Same Old Fingerprints by Jen Hemphill
(after T.R.*)
After I’m home from climbing, my fingerprints are gone. The telltale loops and whorls come back eventually, but for a time my fingertips are smooth. I can't use them to access my computer or my phone. I have to type in passwords. My devices don’t know who I am, but nobody has been surprised to see me. I must morph into a slightly different person when I climb— even indoors on plastic holds for two hours. Am I a sort of shapeshifter, a changeling? I am not quite myself, not quite identifiable, not quite Jen.
(Which I is I?)
When I go on a climbing trip and I am out for days and days in a row, for hours and hours, nurturing my relationship with rocks and sky and cactus and creosote (a woman goes far to find out what she is…), what happens to me then? What happens when I climb almost every day of the weeks and weeks I am away? Maybe I am not quite Jen that entire time. Is that why, when I finally return home from such a trip, I find it excruciating to fit back into life? I have to be birthed back into me? A rebirth that includes the skin on my hands molting off before my fingerprints deign to return. Does my body need to shuck off the climber to get back an identity that feels at home doing banal, mundane everyday things, able to keep pace with the herky-jerky of Real Life?
(Which Life is Real?)
My eyes water. I ache— I have to let go of the part of me that has mingled with rocks from another place and time, the part of me that has connected so completely with stone that maybe I became a part of it, that landscape where the boulders sit, and that sunshine, and that yellow prairie grass being blown about by that desert wind.

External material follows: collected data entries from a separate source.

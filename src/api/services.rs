use axum::{
    Json,
    body::Body,
    extract::{Path, State},
    http::{HeaderMap, StatusCode, header},
    response::{IntoResponse, Response},
};
use http_body_util::BodyExt;
use serde::de::DeserializeOwned;
use std::collections::HashMap;
use tracing::info;
use uuid::Uuid;

use super::{
    models::{
        AddFileRequest, AddFileResponse, CreateTaskRequest, CreateTaskResponse, HealthResponse,
        ReleaseResponse, StartResponse,
    },
    state::AppState,
    validation::{validate_url, validate_urls},
};
use crate::api::error::ApiError;
use crate::ledger::{Task, TaskStatus};

/// Create a task (POST /tasks)
///
/// The task starts `Pending` with the given source list, which may be empty
/// and can be extended through `POST /tasks/{id}/files` until processing
/// begins. Returns 201 with a time-sortable UUIDv7 id.
pub async fn create_task(
    State(state): State<AppState>,
    headers: HeaderMap,
    body: Body,
) -> Result<impl IntoResponse, ApiError> {
    let request: CreateTaskRequest = read_json(&state, &headers, body).await?;

    validate_urls(&request.file_urls, state.config.server.max_files_per_task)
        .map_err(|e| ApiError::InvalidPayload(e.to_string()))?;

    let task_id = Uuid::now_v7().to_string();
    let files = request.file_urls.len();
    state
        .store
        .create(Task::new(task_id.clone(), request.file_urls))
        .await?;

    state.metrics.task_created();
    info!(task_id = %task_id, files, "Task created");

    Ok((StatusCode::CREATED, Json(CreateTaskResponse { task_id })))
}

/// Task status endpoint (GET /tasks/{task_id})
pub async fn get_task(
    State(state): State<AppState>,
    Path(task_id): Path<String>,
) -> Result<impl IntoResponse, ApiError> {
    let task = state
        .store
        .get(&task_id)
        .await?
        .ok_or_else(|| ApiError::NotFound(format!("task {task_id}")))?;

    Ok(Json(task))
}

/// All tasks, oldest first (GET /tasks)
pub async fn list_tasks(State(state): State<AppState>) -> Result<impl IntoResponse, ApiError> {
    let mut tasks = state.store.list().await?;
    tasks.sort_by(|a, b| a.created_at.cmp(&b.created_at).then_with(|| a.id.cmp(&b.id)));
    Ok(Json(tasks))
}

/// Append a source to a pending task (POST /tasks/{task_id}/files)
///
/// Answers 409 once the task has left `Pending`; its source list is frozen
/// from then on. The file limit is checked by the ledger under the same lock
/// as the append.
pub async fn add_file(
    State(state): State<AppState>,
    Path(task_id): Path<String>,
    headers: HeaderMap,
    body: Body,
) -> Result<impl IntoResponse, ApiError> {
    let request: AddFileRequest = read_json(&state, &headers, body).await?;
    validate_url(&request.url).map_err(|e| ApiError::InvalidPayload(e.to_string()))?;

    let max_files = state.config.server.max_files_per_task;
    let task = state
        .store
        .append_file(&task_id, request.url, max_files)
        .await?;

    Ok(Json(AddFileResponse {
        status: "file added".to_string(),
        file_count: task.file_urls.len(),
    }))
}

/// Release a task's readiness gate (POST /tasks/{task_id}/start)
///
/// Only meaningful while the task is dispatched and held; otherwise reports
/// `released: false`.
pub async fn release_task(
    State(state): State<AppState>,
    Path(task_id): Path<String>,
) -> Result<impl IntoResponse, ApiError> {
    if state.store.get(&task_id).await?.is_none() {
        return Err(ApiError::NotFound(format!("task {task_id}")));
    }

    let released = state.gate.release(&task_id);
    Ok(Json(ReleaseResponse { task_id, released }))
}

/// Activation switch for the scheduler (POST /tasks/start-all)
pub async fn start_all(State(state): State<AppState>) -> impl IntoResponse {
    let started = state.scheduler.start();
    let message = if started {
        "scheduler started"
    } else {
        "scheduler already running"
    };

    Json(StartResponse {
        message: message.to_string(),
        started,
    })
}

/// Stream a completed task's archive (GET /download/{task_id})
pub async fn download_archive(
    State(state): State<AppState>,
    Path(task_id): Path<String>,
) -> Result<Response, ApiError> {
    let task = state
        .store
        .get(&task_id)
        .await?
        .ok_or_else(|| ApiError::NotFound(format!("task {task_id}")))?;

    if task.status != TaskStatus::Completed {
        return Err(ApiError::Conflict(format!(
            "archive not ready, task is {}",
            task.status
        )));
    }

    let archive = state.storage.get(&task_id).await?;
    let size = archive.meta.size;
    let body = Body::from_stream(archive.into_stream());

    let headers = [
        (header::CONTENT_TYPE, "application/zip".to_string()),
        (header::CONTENT_LENGTH, size.to_string()),
        (header::CONTENT_DISPOSITION, super::utils::attachment_header(&task_id)),
    ];

    Ok((headers, body).into_response())
}

/// Health check endpoint (GET /health)
pub async fn health(State(state): State<AppState>) -> impl IntoResponse {
    let scheduler_running = state.scheduler.is_running();

    let mut components = HashMap::new();
    components.insert("api".to_string(), "healthy".to_string());
    components.insert("ledger".to_string(), "healthy".to_string());
    components.insert(
        "scheduler".to_string(),
        if scheduler_running { "running" } else { "idle" }.to_string(),
    );
    components.insert(
        "storage".to_string(),
        if state.storage.root().is_dir() { "healthy" } else { "unhealthy" }.to_string(),
    );

    let all_healthy = components.values().all(|status| status != "unhealthy");
    let status_code = if all_healthy {
        StatusCode::OK
    } else {
        StatusCode::SERVICE_UNAVAILABLE
    };

    let response = HealthResponse {
        status: if all_healthy { "healthy" } else { "unhealthy" }.to_string(),
        components,
        version: env!("CARGO_PKG_VERSION").to_string(),
        scheduler_running,
        metrics: state.metrics.snapshot(),
    };

    (status_code, Json(response))
}

/// Validate Content-Type, enforce the size limit and decode a JSON body
///
/// Decompression is already handled by `RequestDecompressionLayer`.
async fn read_json<T: DeserializeOwned>(
    state: &AppState,
    headers: &HeaderMap,
    body: Body,
) -> Result<T, ApiError> {
    let content_type = headers
        .get(header::CONTENT_TYPE)
        .and_then(|v| v.to_str().ok())
        .ok_or_else(|| ApiError::InvalidPayload("missing Content-Type header".into()))?;
    super::utils::parse_content_type(content_type)?;

    let data = body
        .collect()
        .await
        .map_err(|err| ApiError::Internal(err.to_string()))?
        .to_bytes();

    let max_size =
        usize::try_from(state.config.server.max_payload_bytes.as_u64()).unwrap_or(usize::MAX);
    super::utils::validate_body_size(&data, max_size)?;

    Ok(serde_json::from_slice(&data)?)
}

A part of my soul seems to shed too, that part which dug in deep with the Spirit in that place, that part I can only find and hear when I'm away, that part finally able to pray in pure, uninhibited movement and wide open spaces. Maybe when I get home, I lose the direct connection with the part of me which can truly identify as Child of God. I itch. I squirm, like a fly keeps buzzing at the sill. I don’t want to lose it. I want to go back under the dome of sky, to stay, and be blown about by the Spirit like the rippling yellow grass.

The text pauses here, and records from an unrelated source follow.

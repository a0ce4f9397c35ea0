//! Readiness gate
//!
//! Per-task one-shot latches that decide when a dispatched task may start
//! processing. A latch is released exactly once, either manually through
//! [`ReadinessGate::release`] or by the timeout fallback inside
//! [`ReadinessGate::await_release`], so no task can be held forever.

mod latch;

pub use latch::Latch;

use std::collections::HashMap;
use std::sync::{Arc, Mutex, MutexGuard};
use std::time::Duration;

use tracing::{debug, warn};

/// Result of waiting on a task's latch
#[derive(Debug, Clone, Copy, PartialEq, Eq)]
pub enum GateOutcome {
    /// Released manually (before or during the wait)
    Released,
    /// Timeout elapsed; the latch was force-released
    TimedOut,
    /// No entry for this task
    Unregistered,
}

/// Table of latches keyed by task id
#[derive(Debug, Default)]
pub struct ReadinessGate {
    entries: Mutex<HashMap<String, Arc<Latch>>>,
}

impl ReadinessGate {
    pub fn new() -> Self {
        Self::default()
    }

    fn entries(&self) -> MutexGuard<'_, HashMap<String, Arc<Latch>>> {
        // Bookkeeping stays consistent even if a holder panicked
        self.entries.lock().unwrap_or_else(|poisoned| poisoned.into_inner())
    }

    fn latch(&self, id: &str) -> Option<Arc<Latch>> {
        self.entries().get(id).cloned()
    }

    /// Create a held entry for `id`
    ///
    /// Returns `true` if a new entry was created, `false` if one already existed.
    pub fn register(&self, id: &str) -> bool {
        let mut entries = self.entries();
        if entries.contains_key(id) {
            return false;
        }
        entries.insert(id.to_string(), Arc::new(Latch::new()));
        debug!(task_id = id, "Gate entry registered");
        true
    }

    /// Release the latch for `id`
    ///
    /// Returns `true` only for the call that performed the release.
    pub fn release(&self, id: &str) -> bool {
        match self.latch(id) {
            Some(latch) => {
                let released = latch.release();
                if released {
                    debug!(task_id = id, "Gate entry released");
                }
                released
            }
            None => false,
        }
    }

    /// `true` while an entry exists and has not been released
    pub fn is_held(&self, id: &str) -> bool {
        self.entries()
            .get(id)
            .is_some_and(|latch| !latch.is_released())
    }

    /// `true` while any entry exists for `id`, released or not
    pub fn is_registered(&self, id: &str) -> bool {
        self.entries().contains_key(id)
    }

    /// Wait until `id` is released or `timeout` elapses
    ///
    /// On timeout the latch is forced open so later waits return immediately.
    pub async fn await_release(&self, id: &str, timeout: Duration) -> GateOutcome {
        let Some(latch) = self.latch(id) else {
            return GateOutcome::Unregistered;
        };

        match tokio::time::timeout(timeout, latch.wait()).await {
            Ok(()) => GateOutcome::Released,
            Err(_) => {
                latch.release();
                warn!(
                    task_id = id,
                    timeout_ms = timeout.as_millis() as u64,
                    "Gate wait timed out, releasing"
                );
                GateOutcome::TimedOut
            }
        }
    }

    /// Drop the entry for `id`, if any
    pub fn remove(&self, id: &str) {
        if self.entries().remove(id).is_some() {
            debug!(task_id = id, "Gate entry removed");
        }
    }

    /// Number of registered entries
    pub fn len(&self) -> usize {
        self.entries().len()
    }

    pub fn is_empty(&self) -> bool {
        self.entries().is_empty()
    }
}

#[cfg(test)]
mod tests {
    use super::*;
    use std::time::Instant;

    #[test]
    fn test_register_is_idempotent() {
        let gate = ReadinessGate::new();
        assert!(gate.register("t1"));
        assert!(!gate.register("t1"));
        assert_eq!(gate.len(), 1);
        assert!(gate.is_held("t1"));
    }

    #[test]
    fn test_release_once() {
        let gate = ReadinessGate::new();
        gate.register("t1");

        assert!(gate.release("t1"));
        assert!(!gate.release("t1"));
        assert!(!gate.is_held("t1"));
        assert!(gate.is_registered("t1"));
    }

    #[test]
    fn test_release_unknown_is_noop() {
        let gate = ReadinessGate::new();
        assert!(!gate.release("ghost"));
        assert!(!gate.is_held("ghost"));
        assert!(gate.is_empty());
    }

    #[test]
    fn test_register_after_release_keeps_released() {
        let gate = ReadinessGate::new();
        gate.register("t1");
        gate.release("t1");

        assert!(!gate.register("t1"));
        assert!(!gate.is_held("t1"));
    }

    #[test]
    fn test_remove() {
        let gate = ReadinessGate::new();
        gate.register("t1");
        gate.remove("t1");
        gate.remove("t1");

        assert!(!gate.is_registered("t1"));
        assert!(gate.register("t1"));
    }

    #[tokio::test]
    async fn test_await_unknown_returns_immediately() {
        let gate = ReadinessGate::new();
        let outcome = gate.await_release("ghost", Duration::from_secs(60)).await;
        assert_eq!(outcome, GateOutcome::Unregistered);
    }

    #[tokio::test]
    async fn test_release_before_wait_is_observed() {
        let gate = ReadinessGate::new();
        gate.register("t1");
        gate.release("t1");

        let started = Instant::now();
        let outcome = gate.await_release("t1", Duration::from_secs(60)).await;
        assert_eq!(outcome, GateOutcome::Released);
        assert!(started.elapsed() < Duration::from_secs(1));
    }

    #[tokio::test]
    async fn test_concurrent_release_wakes_waiter() {
        let gate = Arc::new(ReadinessGate::new());
        gate.register("t1");

        let releaser = {
            let gate = gate.clone();
            tokio::spawn(async move {
                tokio::time::sleep(Duration::from_millis(10)).await;
                gate.release("t1")
            })
        };

        let started = Instant::now();
        let outcome = gate.await_release("t1", Duration::from_secs(60)).await;
        assert_eq!(outcome, GateOutcome::Released);
        assert!(started.elapsed() < Duration::from_secs(5));
        assert!(releaser.await.unwrap());
    }

    #[tokio::test]
    async fn test_timeout_forces_release() {
        let gate = ReadinessGate::new();
        gate.register("t1");

        let outcome = gate.await_release("t1", Duration::from_millis(20)).await;
        assert_eq!(outcome, GateOutcome::TimedOut);
        assert!(!gate.is_held("t1"));

        // Later waits return immediately
        let outcome = gate.await_release("t1", Duration::from_secs(60)).await;
        assert_eq!(outcome, GateOutcome::Released);
    }

    #[tokio::test]
    async fn test_remove_during_wait_does_not_hang() {
        let gate = Arc::new(ReadinessGate::new());
        gate.register("t1");

        let waiter = {
            let gate = gate.clone();
            tokio::spawn(async move {
                gate.await_release("t1", Duration::from_millis(50)).await
            })
        };

        tokio::time::sleep(Duration::from_millis(5)).await;
        gate.remove("t1");

        let outcome = waiter.await.unwrap();
        assert_eq!(outcome, GateOutcome::TimedOut);
        assert!(!gate.is_registered("t1"));
    }

    #[tokio::test]
    async fn test_multiple_waiters_all_wake() {
        let gate = Arc::new(ReadinessGate::new());
        gate.register("t1");

        let mut waiters = Vec::new();
        for _ in 0..4 {
            let gate = gate.clone();
            waiters.push(tokio::spawn(async move {
                gate.await_release("t1", Duration::from_secs(60)).await
            }));
        }

        tokio::time::sleep(Duration::from_millis(10)).await;
        gate.release("t1");

        for waiter in waiters {
            assert_eq!(waiter.await.unwrap(), GateOutcome::Released);
        }
    }
}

Yet as the layers finish peeling away, flesh and spirit, I am revived, a little more whole, a little more willing to engage with this life at home— my self able to breathe. I fit back in. I settle. The connection isn’t lost— the boulders, the yellow grass, the desert wind, space and Spirit and Child of God, are all in here, filling me up, part of me now. I molted in order to fit back into this body of mine.
I have expanded and need new room, new skin. But I am not a new me, I am the whole me— entirely recognizable— with the same old fingerprints.
*Note: TR is Theodore Roethke, and my piece has echoes of his poem, "In a Dark Time".